In my opinion there’s nothing better than home made bread – well there is, but I mean in terms of bread. These crusty bread rolls are best just warm from the oven, served with soup. The milk & butter used makes them lovely & soft. I used three different toppings but you can top them with whatever you like really.
Ingredients (makes 12)
- 750 g strong plain flour
- 1 tsp salt
- 1 sachet fast action yeast
- 375 ml milk, warmed
- 50 g butter, melted
- flour for dredging
- poppy seeds
- grated cheese
Equipment
- large bowl
- oiled cling film
- baking tray
Method
- Sift the flour, salt & yeast into a bowl.
- Make a well in the middle and add the milk & butter.
- Mix with a wooden spoon then use your hands to gather into a ball of dough.
- Turn onto a floured top and knead for 10-15 minutes until smooth & elastic.
- {Alternatively you could cheat and use a stand mixer with dough hook for all of the above}.

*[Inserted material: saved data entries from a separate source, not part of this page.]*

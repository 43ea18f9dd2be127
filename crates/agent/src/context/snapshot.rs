//! Workspace snapshot enrichment.
//!
//! A snapshot names the selected requirements on a
//! `Selected requirement RIDs:` line. Before a run, selected ids that have no
//! `RID — summary` line yet get one, fetched from the tool gateway in a
//! single `get_requirement` call.

use super::is_context_snapshot;
use serde_json::{Map, Value, json};
use std::collections::{HashMap, HashSet};
use taskloop_core::message::{Message, Role};
use taskloop_core::tool::ToolGateway;
use tracing::debug;

const SELECTED_LINE_PREFIX: &str = "Selected requirement RIDs:";
const SUMMARY_SEPARATOR: &str = " — ";
const LOOKUP_TOOL: &str = "get_requirement";

/// Append summary lines for selected ids to every snapshot in `context`.
/// Lookup failures leave the snapshot unchanged.
pub async fn enrich_snapshots(context: &mut [Message], tools: &dyn ToolGateway) {
    for message in context.iter_mut() {
        if message.role != Role::System || !is_context_snapshot(&message.content) {
            continue;
        }
        let missing = missing_ids(&message.content);
        if missing.is_empty() {
            continue;
        }
        let summaries = fetch_summaries(tools, &missing).await;
        let lines: Vec<String> = missing
            .iter()
            .filter_map(|id| summaries.get(id).map(|summary| format!("{id}{SUMMARY_SEPARATOR}{summary}")))
            .collect();
        if lines.is_empty() {
            continue;
        }
        debug!(added = lines.len(), "Enriched workspace context");
        let mut content = message.content.trim_end().to_string();
        content.push('\n');
        content.push_str(&lines.join("\n"));
        message.content = content;
    }
}

/// Selected ids, canonical and in order, that have no summary line yet.
fn missing_ids(content: &str) -> Vec<String> {
    let present: HashSet<&str> = content
        .lines()
        .filter_map(|line| line.split_once(SUMMARY_SEPARATOR))
        .map(|(id, _)| id.trim())
        .collect();
    selected_ids(content)
        .into_iter()
        .filter(|id| !present.contains(id.as_str()))
        .collect()
}

/// Ids listed on the first selection line. A placeholder such as
/// `(none)` selects nothing; malformed entries are skipped.
fn selected_ids(content: &str) -> Vec<String> {
    let Some(line) = content
        .lines()
        .map(str::trim)
        .find(|line| line.starts_with(SELECTED_LINE_PREFIX))
    else {
        return Vec::new();
    };
    let listed = line[SELECTED_LINE_PREFIX.len()..].trim();
    if listed.is_empty() || listed.starts_with('(') {
        return Vec::new();
    }
    let mut ids: Vec<String> = Vec::new();
    for id in listed.split(',').filter_map(|part| canonical_id(part.trim())) {
        if !ids.contains(&id) {
            ids.push(id);
        }
    }
    ids
}

/// `SYS007` becomes `SYS7`. Ids are a letter-led prefix followed by digits.
fn canonical_id(raw: &str) -> Option<String> {
    let digits_from = raw.trim_end_matches(|c: char| c.is_ascii_digit()).len();
    let (prefix, digits) = raw.split_at(digits_from);
    let mut chars = prefix.chars();
    let leads_with_letter = chars.next().is_some_and(|c| c.is_ascii_alphabetic());
    if !leads_with_letter || digits.is_empty() || !chars.all(|c| c.is_ascii_alphanumeric() || c == '_') {
        return None;
    }
    let number = digits.trim_start_matches('0');
    Some(format!("{prefix}{}", if number.is_empty() { "0" } else { number }))
}

async fn fetch_summaries(tools: &dyn ToolGateway, ids: &[String]) -> HashMap<String, String> {
    let mut arguments = Map::new();
    arguments.insert("rid".into(), json!(ids));
    arguments.insert("fields".into(), json!(["title", "statement"]));
    let reply = match tools.call_tool(LOOKUP_TOOL, &arguments).await {
        Ok(reply) => reply,
        Err(err) => {
            debug!(error = %err, "Workspace context lookup failed");
            return HashMap::new();
        }
    };
    if reply.get("ok") != Some(&Value::Bool(true)) {
        return HashMap::new();
    }
    let Some(items) = reply.pointer("/result/items").and_then(Value::as_array) else {
        return HashMap::new();
    };
    items
        .iter()
        .filter_map(|item| {
            let rid = item.get("rid")?.as_str()?.trim();
            let summary = ["statement", "title"]
                .iter()
                .filter_map(|key| item.get(*key).and_then(Value::as_str))
                .map(str::trim)
                .find(|text| !text.is_empty())?;
            (!rid.is_empty()).then(|| (rid.to_string(), summary.to_string()))
        })
        .collect()
}

#[cfg(test)]
mod tests {
    use super::*;

    #[test]
    fn selection_line_is_canonicalised() {
        let content = "[Workspace context]\nSelected requirement RIDs: SYS007, bad-id, HLR2, SYS7, 12, A1B2";
        assert_eq!(selected_ids(content), ["SYS7", "HLR2", "A1B2"]);
    }

    #[test]
    fn placeholder_selection_is_empty() {
        assert!(selected_ids("Selected requirement RIDs: (none)").is_empty());
        assert!(selected_ids("Selected requirement RIDs:").is_empty());
        assert!(selected_ids("[Workspace context]").is_empty());
    }

    #[test]
    fn ids_with_a_summary_line_are_not_missing() {
        let content = "[Workspace context]\nSelected requirement RIDs: SYS1, SYS2\nSYS1 — Telemetry";
        assert_eq!(missing_ids(content), ["SYS2"]);
    }

    #[test]
    fn canonical_id_requires_prefix_and_number() {
        assert_eq!(canonical_id("SYS000").as_deref(), Some("SYS0"));
        assert_eq!(canonical_id("Low_Level12").as_deref(), Some("Low_Level12"));
        assert_eq!(canonical_id("SYS"), None);
        assert_eq!(canonical_id("_SYS1"), None);
        assert_eq!(canonical_id("SYS 1"), None);
    }
}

- Put the dough into a bowl, cover with cling film and leave to rise for 1-2 hours until doubled in size.
- Punch the air from the dough and knead again for a couple of minutes.
- Divide the dough in half and then again into six pieces, so you have 12 pieces altogether.
- Roll into shape and place on a baking tray and cover with a cloth.
- Leave to rise again for around 30 minutes.
- In the meantime preheat oven to gas 7/425F/220C.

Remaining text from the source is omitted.